AVAILABLE DATA:
* * * * *
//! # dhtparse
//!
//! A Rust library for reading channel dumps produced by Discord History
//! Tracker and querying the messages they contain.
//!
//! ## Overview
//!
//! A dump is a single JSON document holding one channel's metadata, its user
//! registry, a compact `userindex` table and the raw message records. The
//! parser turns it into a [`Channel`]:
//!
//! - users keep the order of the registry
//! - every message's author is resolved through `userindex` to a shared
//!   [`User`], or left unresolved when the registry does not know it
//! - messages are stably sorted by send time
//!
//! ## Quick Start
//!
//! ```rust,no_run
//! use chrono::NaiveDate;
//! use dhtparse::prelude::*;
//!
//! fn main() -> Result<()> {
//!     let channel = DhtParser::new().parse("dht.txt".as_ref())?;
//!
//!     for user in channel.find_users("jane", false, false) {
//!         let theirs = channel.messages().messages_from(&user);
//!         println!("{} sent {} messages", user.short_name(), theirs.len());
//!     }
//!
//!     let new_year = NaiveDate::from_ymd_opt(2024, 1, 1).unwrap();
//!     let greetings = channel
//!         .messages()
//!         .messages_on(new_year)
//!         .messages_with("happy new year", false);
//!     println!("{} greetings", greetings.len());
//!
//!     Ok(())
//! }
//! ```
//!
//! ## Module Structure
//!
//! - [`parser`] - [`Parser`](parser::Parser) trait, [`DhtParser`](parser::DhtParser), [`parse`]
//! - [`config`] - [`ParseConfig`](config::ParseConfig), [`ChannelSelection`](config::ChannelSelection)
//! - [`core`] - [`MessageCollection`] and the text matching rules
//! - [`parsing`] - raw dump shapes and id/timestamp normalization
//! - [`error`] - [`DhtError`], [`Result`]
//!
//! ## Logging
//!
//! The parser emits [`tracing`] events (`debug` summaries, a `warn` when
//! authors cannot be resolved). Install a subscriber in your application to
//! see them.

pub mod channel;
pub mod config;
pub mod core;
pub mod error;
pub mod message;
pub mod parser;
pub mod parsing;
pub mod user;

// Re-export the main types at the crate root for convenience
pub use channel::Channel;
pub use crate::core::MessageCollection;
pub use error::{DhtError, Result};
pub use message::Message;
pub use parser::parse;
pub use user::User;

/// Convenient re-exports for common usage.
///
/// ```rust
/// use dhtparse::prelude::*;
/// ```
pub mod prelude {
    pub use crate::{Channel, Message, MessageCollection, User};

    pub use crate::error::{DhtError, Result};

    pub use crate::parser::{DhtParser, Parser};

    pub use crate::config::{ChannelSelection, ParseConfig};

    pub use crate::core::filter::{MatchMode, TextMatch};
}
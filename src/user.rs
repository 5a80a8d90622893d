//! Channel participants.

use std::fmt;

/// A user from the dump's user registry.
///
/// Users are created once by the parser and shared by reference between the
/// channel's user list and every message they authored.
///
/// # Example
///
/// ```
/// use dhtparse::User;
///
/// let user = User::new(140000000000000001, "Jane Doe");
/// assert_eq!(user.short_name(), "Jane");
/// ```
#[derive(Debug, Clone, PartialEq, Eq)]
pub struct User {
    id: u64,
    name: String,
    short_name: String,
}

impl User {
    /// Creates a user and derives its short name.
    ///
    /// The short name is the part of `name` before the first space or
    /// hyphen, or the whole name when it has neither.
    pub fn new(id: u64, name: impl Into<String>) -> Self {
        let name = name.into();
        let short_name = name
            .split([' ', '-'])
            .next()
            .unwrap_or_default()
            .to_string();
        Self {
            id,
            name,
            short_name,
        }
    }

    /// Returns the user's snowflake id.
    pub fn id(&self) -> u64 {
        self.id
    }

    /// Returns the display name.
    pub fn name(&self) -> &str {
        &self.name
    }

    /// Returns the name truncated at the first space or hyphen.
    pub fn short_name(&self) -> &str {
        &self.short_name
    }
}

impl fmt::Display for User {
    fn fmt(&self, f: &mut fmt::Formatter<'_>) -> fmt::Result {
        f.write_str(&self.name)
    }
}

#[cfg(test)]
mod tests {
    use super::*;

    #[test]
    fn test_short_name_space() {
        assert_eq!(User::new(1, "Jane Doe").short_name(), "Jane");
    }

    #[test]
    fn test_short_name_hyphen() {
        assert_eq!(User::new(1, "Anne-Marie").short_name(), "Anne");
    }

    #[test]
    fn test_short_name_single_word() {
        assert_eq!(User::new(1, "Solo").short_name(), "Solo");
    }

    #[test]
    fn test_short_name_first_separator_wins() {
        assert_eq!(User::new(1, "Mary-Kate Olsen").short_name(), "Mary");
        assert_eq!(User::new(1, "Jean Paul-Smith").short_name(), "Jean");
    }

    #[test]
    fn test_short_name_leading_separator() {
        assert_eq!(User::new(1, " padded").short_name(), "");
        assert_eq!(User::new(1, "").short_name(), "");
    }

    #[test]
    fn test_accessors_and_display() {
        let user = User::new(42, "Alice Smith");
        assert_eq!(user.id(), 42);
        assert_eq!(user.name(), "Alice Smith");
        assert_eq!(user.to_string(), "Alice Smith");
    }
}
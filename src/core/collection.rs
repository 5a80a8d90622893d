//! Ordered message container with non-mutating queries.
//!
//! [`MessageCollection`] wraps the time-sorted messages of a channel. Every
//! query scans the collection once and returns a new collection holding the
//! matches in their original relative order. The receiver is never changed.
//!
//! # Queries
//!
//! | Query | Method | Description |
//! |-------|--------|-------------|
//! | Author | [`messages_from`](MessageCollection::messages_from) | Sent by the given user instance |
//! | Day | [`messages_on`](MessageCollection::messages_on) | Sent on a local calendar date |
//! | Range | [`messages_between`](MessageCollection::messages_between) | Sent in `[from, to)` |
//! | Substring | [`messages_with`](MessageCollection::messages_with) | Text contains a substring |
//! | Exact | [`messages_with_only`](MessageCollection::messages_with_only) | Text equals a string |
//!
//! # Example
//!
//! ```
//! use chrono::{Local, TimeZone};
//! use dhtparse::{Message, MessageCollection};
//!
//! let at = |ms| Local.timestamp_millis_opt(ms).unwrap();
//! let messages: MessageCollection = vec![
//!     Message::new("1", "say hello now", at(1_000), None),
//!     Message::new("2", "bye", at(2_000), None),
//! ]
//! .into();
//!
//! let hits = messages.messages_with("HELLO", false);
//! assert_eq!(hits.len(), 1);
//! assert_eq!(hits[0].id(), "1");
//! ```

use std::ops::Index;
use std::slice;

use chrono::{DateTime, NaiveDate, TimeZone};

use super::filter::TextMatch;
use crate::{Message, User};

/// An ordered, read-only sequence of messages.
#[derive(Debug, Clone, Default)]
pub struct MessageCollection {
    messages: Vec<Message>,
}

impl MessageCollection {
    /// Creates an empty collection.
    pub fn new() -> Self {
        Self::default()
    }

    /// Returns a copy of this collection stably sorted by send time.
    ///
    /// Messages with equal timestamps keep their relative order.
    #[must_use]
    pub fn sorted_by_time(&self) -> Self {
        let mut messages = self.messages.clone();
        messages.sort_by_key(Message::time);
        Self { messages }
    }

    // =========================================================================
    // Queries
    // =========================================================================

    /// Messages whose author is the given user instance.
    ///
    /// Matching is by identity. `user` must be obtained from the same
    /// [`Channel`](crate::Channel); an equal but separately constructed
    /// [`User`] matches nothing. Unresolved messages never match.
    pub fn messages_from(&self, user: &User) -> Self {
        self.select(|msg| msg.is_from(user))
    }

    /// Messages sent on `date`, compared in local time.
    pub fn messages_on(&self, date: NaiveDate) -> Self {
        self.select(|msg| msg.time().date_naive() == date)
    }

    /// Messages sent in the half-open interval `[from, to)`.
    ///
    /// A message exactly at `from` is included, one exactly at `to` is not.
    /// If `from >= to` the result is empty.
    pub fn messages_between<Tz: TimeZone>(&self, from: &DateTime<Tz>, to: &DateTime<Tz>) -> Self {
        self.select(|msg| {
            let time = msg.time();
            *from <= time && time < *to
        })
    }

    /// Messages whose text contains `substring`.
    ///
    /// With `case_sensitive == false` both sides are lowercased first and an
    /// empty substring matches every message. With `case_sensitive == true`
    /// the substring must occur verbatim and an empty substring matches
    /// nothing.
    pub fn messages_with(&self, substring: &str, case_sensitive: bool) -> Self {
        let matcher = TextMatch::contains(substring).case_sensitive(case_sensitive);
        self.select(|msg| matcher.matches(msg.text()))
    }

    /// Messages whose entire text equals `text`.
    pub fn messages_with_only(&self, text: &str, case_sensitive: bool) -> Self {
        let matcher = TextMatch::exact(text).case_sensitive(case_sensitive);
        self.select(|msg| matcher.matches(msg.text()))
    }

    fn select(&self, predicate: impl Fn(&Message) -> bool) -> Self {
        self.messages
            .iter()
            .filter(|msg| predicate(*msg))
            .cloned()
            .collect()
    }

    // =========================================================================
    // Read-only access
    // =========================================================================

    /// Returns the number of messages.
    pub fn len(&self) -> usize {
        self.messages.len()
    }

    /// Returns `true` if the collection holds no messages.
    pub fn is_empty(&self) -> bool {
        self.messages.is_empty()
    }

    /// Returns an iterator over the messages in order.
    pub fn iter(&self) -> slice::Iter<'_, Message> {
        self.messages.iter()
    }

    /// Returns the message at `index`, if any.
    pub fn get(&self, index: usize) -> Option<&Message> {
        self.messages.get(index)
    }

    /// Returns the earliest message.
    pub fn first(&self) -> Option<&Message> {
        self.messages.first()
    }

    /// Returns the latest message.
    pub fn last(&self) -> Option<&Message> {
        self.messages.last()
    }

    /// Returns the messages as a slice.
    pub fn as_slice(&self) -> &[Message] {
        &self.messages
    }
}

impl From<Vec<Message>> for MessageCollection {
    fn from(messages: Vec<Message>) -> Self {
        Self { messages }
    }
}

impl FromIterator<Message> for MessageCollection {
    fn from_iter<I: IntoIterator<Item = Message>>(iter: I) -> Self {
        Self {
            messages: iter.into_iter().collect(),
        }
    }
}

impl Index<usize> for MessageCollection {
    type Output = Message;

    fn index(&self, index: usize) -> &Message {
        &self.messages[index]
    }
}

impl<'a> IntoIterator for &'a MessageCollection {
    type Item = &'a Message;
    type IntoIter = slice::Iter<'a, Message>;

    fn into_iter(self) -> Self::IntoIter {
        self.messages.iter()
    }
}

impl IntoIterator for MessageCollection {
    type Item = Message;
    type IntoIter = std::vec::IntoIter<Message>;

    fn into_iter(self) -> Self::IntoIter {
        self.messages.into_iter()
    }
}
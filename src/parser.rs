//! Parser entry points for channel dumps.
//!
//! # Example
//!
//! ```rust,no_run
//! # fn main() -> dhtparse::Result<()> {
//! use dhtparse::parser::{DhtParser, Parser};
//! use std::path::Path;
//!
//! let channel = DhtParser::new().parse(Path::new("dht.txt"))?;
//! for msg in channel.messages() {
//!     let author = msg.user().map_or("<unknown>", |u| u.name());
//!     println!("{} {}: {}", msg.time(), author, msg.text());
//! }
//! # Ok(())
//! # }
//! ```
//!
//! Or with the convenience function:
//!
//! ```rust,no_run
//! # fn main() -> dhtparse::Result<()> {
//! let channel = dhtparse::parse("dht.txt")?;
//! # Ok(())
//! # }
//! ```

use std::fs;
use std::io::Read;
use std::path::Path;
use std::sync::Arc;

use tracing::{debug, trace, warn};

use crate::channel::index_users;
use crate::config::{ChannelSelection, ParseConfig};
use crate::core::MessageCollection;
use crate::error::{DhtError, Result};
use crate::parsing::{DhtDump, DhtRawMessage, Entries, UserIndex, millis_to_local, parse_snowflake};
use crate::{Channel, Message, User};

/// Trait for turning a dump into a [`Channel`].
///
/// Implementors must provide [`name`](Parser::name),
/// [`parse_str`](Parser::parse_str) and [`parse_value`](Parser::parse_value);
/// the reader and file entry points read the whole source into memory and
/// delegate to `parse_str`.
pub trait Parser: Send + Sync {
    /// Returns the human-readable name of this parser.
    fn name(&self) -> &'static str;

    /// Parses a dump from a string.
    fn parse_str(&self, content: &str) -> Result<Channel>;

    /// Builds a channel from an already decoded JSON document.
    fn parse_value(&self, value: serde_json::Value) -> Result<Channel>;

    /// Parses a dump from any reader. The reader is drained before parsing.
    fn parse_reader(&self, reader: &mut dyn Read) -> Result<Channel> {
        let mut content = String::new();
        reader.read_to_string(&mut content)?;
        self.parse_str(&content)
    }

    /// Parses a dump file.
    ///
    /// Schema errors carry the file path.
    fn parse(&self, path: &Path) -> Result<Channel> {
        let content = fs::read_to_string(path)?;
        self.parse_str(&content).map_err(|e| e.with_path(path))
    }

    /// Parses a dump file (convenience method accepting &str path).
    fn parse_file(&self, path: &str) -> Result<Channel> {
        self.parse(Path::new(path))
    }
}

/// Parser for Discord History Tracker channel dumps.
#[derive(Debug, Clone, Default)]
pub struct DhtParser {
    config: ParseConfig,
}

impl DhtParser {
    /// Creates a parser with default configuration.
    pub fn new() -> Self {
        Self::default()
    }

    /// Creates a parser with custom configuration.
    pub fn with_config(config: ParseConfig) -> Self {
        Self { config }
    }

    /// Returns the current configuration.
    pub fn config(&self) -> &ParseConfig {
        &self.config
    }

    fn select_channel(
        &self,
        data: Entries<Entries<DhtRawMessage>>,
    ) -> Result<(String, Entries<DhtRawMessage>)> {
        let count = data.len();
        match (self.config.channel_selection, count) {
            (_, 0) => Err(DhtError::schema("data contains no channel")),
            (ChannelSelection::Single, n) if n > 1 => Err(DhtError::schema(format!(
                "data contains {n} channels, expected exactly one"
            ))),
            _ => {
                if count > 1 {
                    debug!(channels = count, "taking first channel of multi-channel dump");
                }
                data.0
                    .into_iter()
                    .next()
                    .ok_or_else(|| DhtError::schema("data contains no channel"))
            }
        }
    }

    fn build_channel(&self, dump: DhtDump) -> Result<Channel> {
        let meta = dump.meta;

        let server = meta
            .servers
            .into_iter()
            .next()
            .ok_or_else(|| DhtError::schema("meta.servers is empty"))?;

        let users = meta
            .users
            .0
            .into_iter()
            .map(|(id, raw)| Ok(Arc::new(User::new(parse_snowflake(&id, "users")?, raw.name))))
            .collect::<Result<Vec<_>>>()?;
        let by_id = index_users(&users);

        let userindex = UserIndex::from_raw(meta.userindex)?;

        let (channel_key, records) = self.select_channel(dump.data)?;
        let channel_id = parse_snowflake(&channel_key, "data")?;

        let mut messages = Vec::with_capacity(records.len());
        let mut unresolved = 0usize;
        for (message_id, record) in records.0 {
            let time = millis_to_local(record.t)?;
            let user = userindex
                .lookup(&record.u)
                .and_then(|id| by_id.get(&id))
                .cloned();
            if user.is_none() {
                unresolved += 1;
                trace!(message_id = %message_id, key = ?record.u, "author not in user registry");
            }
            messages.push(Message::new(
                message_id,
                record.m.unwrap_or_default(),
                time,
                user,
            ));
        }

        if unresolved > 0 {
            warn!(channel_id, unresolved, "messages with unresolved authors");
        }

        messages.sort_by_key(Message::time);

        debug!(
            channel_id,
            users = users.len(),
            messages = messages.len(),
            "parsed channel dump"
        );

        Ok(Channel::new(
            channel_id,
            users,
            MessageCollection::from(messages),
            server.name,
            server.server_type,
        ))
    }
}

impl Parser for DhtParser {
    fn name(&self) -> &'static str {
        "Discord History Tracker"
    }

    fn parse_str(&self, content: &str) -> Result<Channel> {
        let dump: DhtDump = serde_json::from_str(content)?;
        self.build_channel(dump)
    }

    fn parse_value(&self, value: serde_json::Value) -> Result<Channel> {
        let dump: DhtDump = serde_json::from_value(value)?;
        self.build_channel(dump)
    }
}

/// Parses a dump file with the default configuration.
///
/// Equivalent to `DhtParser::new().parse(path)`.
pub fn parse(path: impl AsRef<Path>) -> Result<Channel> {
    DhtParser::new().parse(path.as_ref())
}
* * * * *
WORK TASK: Lines that hold "shared" are the ones to copy, so pick each out from the data.

RESPONSE BOX:
//! - every message's author is resolved through `userindex` to a shared
/// Users are created once by the parser and shared by reference between the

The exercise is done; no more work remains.